====== Provided data ======
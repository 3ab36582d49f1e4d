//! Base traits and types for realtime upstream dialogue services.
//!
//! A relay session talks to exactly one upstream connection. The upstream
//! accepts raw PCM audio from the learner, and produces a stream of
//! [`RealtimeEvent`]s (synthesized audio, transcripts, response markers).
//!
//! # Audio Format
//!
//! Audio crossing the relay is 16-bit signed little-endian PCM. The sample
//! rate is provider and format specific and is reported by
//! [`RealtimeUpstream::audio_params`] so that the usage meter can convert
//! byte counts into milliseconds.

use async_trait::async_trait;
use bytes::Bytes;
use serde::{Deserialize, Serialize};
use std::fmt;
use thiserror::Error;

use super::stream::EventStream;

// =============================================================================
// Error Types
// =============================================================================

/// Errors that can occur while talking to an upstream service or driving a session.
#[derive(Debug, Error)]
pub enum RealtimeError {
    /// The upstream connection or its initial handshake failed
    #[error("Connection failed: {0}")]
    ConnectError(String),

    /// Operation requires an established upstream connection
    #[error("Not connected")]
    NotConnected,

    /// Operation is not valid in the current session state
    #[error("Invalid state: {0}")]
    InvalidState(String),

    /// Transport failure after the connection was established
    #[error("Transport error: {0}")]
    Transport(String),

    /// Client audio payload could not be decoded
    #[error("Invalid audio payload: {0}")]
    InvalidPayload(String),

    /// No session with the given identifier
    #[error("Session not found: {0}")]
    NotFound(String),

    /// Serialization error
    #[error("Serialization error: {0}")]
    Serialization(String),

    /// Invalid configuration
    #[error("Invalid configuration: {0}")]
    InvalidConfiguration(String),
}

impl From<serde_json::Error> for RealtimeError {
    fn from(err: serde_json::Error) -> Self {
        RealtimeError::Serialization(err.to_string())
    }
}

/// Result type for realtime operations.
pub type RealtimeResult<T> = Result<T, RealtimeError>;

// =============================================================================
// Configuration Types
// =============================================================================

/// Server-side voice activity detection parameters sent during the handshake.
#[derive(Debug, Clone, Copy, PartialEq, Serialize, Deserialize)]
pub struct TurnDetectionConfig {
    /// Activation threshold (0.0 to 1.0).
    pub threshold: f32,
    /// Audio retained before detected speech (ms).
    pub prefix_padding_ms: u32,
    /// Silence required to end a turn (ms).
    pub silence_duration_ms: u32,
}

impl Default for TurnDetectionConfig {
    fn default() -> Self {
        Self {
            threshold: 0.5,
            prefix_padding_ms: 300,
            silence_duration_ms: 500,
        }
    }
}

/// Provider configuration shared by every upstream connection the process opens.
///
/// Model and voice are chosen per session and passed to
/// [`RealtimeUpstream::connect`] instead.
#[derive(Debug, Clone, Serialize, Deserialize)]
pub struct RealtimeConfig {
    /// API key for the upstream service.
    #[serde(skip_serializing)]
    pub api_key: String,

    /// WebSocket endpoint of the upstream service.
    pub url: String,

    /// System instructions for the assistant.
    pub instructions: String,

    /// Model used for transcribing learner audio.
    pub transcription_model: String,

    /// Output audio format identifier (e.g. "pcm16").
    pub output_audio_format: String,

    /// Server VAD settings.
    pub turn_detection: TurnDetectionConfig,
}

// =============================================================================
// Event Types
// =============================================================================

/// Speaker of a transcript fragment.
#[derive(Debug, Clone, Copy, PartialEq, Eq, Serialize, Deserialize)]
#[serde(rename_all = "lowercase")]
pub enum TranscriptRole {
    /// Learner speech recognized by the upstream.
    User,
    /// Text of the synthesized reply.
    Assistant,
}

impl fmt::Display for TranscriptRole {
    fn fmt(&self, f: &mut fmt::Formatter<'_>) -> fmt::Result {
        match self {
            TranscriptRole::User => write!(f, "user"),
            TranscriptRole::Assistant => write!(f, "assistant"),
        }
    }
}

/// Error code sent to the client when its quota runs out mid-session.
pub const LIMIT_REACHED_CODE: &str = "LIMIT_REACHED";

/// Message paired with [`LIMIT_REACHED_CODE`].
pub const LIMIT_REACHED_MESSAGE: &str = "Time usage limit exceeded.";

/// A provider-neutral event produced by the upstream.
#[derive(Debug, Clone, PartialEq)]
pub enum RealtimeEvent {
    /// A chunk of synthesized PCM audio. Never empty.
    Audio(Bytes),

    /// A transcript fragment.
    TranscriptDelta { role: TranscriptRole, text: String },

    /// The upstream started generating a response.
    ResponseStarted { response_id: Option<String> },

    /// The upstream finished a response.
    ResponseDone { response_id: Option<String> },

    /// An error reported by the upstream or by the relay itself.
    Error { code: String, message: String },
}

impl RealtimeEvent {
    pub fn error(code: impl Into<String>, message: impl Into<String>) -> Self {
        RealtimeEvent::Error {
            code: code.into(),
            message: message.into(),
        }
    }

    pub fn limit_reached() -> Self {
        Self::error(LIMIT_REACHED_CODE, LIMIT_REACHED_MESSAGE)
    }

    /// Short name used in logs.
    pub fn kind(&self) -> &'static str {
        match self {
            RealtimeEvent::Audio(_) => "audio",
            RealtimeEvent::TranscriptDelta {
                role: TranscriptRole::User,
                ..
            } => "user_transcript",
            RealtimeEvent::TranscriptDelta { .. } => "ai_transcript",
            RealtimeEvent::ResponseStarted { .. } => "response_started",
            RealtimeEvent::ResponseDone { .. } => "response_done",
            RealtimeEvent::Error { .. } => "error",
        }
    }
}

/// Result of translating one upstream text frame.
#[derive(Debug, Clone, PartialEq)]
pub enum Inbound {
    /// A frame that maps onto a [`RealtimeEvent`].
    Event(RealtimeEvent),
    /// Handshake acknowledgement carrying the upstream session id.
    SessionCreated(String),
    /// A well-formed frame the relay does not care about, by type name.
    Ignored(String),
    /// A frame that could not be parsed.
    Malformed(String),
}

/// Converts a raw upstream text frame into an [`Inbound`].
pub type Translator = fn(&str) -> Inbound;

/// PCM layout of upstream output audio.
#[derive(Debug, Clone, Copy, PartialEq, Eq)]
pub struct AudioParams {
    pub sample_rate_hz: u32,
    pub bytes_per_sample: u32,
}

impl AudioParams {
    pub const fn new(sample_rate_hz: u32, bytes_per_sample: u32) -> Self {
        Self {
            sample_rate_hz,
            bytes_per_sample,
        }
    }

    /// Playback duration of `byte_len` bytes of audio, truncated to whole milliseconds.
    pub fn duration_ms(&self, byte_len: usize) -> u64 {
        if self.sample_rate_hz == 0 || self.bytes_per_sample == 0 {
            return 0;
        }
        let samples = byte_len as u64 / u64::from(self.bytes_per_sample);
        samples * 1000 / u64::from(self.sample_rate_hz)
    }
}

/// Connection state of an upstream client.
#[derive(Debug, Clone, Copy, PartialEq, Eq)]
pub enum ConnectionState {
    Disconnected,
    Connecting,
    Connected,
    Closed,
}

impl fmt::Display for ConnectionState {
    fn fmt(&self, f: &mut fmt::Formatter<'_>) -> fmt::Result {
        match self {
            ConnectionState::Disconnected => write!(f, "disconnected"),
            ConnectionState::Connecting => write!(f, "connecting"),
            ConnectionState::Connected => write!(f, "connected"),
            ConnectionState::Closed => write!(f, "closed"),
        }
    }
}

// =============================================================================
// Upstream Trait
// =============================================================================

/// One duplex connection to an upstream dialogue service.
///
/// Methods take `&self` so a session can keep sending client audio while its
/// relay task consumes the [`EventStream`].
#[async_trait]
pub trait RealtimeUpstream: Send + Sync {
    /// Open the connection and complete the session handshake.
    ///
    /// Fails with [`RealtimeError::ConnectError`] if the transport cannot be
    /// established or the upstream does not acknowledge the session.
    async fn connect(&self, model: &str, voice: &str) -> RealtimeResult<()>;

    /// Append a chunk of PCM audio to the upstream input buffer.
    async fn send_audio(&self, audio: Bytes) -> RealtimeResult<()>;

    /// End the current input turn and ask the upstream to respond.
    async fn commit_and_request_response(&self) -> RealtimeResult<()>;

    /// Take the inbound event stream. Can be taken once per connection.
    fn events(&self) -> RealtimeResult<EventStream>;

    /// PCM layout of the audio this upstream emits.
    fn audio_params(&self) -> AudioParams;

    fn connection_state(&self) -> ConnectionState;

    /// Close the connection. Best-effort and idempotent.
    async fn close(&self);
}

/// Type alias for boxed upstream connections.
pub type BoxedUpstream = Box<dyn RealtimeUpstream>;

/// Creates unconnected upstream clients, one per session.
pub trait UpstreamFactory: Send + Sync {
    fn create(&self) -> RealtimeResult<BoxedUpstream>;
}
======
====== Provided data ======
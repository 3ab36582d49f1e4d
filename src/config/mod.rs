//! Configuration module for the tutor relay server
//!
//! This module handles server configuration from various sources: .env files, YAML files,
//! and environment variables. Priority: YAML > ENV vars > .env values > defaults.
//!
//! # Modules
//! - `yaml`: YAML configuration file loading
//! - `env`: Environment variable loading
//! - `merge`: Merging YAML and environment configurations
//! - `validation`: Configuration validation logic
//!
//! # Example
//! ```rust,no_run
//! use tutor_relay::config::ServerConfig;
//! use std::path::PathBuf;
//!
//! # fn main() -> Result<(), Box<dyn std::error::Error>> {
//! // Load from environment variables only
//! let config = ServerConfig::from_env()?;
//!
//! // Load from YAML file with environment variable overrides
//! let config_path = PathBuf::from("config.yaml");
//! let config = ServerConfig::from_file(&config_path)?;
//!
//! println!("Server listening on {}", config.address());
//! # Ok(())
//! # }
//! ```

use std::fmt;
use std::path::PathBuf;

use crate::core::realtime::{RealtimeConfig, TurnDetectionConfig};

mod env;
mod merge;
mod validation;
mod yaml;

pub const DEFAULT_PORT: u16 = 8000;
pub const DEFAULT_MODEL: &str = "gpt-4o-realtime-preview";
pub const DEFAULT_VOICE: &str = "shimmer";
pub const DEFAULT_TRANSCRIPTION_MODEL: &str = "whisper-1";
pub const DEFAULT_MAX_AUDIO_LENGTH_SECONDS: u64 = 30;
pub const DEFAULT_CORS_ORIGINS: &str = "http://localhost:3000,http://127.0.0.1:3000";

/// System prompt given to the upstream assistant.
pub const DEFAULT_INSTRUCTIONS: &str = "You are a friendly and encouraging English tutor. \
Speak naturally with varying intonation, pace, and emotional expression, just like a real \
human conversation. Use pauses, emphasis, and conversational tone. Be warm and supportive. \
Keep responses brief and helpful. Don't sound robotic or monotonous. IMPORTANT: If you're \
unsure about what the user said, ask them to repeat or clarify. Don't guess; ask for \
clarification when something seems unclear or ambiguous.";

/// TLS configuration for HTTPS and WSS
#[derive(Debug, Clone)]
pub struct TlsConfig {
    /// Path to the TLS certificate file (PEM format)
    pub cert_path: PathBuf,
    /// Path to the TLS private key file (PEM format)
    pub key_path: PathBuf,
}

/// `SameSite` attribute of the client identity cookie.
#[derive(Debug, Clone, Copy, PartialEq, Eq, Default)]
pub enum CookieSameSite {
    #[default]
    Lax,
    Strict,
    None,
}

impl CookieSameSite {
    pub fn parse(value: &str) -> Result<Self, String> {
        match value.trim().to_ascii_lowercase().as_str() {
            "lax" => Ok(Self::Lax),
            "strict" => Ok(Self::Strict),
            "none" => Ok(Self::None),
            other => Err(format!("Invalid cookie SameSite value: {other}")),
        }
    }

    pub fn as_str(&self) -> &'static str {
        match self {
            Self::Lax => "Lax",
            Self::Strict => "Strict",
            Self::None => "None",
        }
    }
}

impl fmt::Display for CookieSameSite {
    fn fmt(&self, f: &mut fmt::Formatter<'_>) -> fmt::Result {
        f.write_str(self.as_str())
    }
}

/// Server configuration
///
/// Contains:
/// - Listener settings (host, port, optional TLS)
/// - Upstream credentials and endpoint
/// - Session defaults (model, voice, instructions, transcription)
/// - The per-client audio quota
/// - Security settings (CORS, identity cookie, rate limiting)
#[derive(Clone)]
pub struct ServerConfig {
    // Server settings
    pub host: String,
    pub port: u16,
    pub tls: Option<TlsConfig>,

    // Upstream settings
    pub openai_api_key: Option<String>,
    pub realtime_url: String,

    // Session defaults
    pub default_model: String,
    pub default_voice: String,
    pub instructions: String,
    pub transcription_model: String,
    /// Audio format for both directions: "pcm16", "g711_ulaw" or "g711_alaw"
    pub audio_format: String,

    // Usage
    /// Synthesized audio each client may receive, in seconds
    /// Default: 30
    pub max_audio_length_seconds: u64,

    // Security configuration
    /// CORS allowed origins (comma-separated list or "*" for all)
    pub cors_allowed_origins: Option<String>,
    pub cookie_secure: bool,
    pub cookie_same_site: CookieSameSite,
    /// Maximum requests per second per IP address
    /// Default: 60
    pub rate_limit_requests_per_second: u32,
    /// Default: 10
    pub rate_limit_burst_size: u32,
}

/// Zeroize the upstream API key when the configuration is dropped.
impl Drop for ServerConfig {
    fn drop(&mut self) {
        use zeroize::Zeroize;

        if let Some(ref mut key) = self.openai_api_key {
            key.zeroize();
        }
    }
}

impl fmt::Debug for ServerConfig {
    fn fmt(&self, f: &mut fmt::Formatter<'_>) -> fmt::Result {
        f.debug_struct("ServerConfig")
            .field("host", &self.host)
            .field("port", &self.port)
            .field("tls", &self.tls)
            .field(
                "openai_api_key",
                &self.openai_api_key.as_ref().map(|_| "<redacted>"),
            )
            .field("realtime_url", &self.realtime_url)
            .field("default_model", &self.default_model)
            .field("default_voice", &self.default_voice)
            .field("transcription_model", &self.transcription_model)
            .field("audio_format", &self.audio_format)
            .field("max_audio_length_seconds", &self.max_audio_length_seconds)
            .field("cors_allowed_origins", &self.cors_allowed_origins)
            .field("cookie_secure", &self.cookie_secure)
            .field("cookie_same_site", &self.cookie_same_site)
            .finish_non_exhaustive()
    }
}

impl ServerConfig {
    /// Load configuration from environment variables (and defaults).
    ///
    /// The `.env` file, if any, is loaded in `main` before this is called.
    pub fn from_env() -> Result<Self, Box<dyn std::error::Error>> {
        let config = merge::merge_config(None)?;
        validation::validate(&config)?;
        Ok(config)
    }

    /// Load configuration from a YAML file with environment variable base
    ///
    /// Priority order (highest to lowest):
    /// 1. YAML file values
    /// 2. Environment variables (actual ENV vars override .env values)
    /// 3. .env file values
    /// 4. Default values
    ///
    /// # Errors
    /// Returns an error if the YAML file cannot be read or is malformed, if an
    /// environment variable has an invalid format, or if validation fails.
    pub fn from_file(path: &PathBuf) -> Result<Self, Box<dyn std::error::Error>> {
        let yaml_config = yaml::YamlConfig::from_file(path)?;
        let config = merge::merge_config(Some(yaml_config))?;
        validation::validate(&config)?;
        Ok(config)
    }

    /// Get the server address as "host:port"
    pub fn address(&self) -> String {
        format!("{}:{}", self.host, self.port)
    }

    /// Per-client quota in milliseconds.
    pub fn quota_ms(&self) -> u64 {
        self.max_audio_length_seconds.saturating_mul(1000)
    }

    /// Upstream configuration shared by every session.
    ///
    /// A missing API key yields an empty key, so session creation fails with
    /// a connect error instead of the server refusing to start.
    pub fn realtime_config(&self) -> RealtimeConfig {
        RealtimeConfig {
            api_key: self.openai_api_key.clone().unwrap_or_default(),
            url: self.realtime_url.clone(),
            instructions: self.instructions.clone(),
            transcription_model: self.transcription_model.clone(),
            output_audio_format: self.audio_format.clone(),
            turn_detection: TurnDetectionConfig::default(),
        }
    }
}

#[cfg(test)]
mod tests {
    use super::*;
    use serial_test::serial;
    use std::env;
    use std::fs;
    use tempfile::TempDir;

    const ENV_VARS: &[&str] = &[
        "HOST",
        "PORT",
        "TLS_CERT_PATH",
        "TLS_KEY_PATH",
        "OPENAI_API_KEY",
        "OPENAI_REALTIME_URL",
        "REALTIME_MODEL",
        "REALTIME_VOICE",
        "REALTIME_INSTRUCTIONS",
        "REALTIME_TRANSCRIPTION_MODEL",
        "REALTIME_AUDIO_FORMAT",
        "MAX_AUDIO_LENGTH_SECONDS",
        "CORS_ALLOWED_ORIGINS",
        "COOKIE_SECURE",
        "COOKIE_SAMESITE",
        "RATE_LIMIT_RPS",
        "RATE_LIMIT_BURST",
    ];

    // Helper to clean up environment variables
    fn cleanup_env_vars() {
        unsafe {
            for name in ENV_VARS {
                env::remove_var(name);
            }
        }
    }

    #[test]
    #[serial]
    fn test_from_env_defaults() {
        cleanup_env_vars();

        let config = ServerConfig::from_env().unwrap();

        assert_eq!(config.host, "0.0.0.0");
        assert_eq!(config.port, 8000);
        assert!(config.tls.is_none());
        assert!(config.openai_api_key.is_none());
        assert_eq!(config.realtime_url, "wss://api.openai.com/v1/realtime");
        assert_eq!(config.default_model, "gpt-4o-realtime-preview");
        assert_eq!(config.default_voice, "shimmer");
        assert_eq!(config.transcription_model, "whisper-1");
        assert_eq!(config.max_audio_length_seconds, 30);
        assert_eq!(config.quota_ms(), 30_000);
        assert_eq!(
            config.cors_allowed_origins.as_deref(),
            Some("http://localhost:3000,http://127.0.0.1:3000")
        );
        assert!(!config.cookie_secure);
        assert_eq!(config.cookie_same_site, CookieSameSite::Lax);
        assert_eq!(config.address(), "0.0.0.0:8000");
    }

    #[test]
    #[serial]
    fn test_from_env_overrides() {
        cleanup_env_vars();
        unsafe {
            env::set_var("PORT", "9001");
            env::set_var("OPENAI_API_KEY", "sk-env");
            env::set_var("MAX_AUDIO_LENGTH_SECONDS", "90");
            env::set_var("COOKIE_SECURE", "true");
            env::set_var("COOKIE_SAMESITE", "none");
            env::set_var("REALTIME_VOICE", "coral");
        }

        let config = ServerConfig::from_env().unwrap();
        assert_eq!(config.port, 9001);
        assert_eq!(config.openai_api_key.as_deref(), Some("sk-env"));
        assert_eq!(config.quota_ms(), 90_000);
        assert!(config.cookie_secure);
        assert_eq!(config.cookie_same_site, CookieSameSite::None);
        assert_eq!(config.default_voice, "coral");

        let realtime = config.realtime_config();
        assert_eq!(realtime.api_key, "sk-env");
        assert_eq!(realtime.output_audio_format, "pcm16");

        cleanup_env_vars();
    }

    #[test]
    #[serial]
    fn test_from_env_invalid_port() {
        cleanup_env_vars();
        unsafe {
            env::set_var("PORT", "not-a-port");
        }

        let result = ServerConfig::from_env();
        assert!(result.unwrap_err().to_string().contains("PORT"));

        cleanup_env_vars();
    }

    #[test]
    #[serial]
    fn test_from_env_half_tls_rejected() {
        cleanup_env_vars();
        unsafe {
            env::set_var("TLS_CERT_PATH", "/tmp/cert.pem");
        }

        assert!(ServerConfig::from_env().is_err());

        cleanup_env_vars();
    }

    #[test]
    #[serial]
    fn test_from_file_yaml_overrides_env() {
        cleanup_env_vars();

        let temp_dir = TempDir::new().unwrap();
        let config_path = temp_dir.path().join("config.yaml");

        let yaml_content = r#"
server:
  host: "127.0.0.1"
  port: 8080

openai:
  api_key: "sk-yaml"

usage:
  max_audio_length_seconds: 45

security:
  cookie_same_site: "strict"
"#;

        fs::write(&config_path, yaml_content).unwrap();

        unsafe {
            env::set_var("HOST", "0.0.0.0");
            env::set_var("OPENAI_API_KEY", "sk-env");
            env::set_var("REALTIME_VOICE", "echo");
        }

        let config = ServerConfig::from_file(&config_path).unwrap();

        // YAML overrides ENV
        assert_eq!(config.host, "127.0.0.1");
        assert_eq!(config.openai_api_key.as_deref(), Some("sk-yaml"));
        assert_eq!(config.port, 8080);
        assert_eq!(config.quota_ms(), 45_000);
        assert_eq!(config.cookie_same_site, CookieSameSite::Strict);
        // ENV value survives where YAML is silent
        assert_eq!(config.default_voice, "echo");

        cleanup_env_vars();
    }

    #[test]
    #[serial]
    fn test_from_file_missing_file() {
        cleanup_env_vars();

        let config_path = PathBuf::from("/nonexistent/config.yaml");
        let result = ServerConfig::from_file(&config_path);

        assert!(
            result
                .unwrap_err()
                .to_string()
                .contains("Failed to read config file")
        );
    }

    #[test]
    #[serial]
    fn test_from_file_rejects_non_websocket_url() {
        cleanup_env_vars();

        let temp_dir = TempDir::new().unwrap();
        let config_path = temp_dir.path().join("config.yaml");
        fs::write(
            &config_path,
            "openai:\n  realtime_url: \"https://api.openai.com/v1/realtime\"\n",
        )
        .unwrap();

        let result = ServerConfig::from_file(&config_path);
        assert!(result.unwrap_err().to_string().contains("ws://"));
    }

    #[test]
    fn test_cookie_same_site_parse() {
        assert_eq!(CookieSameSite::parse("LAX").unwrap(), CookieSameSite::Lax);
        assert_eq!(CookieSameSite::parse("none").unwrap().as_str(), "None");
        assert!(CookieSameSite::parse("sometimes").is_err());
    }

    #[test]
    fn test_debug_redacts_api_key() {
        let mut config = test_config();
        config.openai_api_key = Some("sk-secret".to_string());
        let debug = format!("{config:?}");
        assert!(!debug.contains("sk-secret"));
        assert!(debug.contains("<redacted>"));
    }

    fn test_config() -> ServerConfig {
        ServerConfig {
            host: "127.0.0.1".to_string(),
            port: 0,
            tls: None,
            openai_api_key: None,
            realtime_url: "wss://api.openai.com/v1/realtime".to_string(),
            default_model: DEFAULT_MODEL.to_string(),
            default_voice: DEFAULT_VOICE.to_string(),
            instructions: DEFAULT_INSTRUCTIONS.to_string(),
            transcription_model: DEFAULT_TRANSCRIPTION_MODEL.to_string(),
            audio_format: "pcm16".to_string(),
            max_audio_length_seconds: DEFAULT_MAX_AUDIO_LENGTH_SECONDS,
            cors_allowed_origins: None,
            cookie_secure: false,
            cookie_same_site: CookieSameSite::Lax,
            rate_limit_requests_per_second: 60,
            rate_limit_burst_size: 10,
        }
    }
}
======
→ Action item
Check each line above for the string "TlsConfig" and copy the ones that have it.

→ Output
pub struct TlsConfig {
    pub tls: Option<TlsConfig>,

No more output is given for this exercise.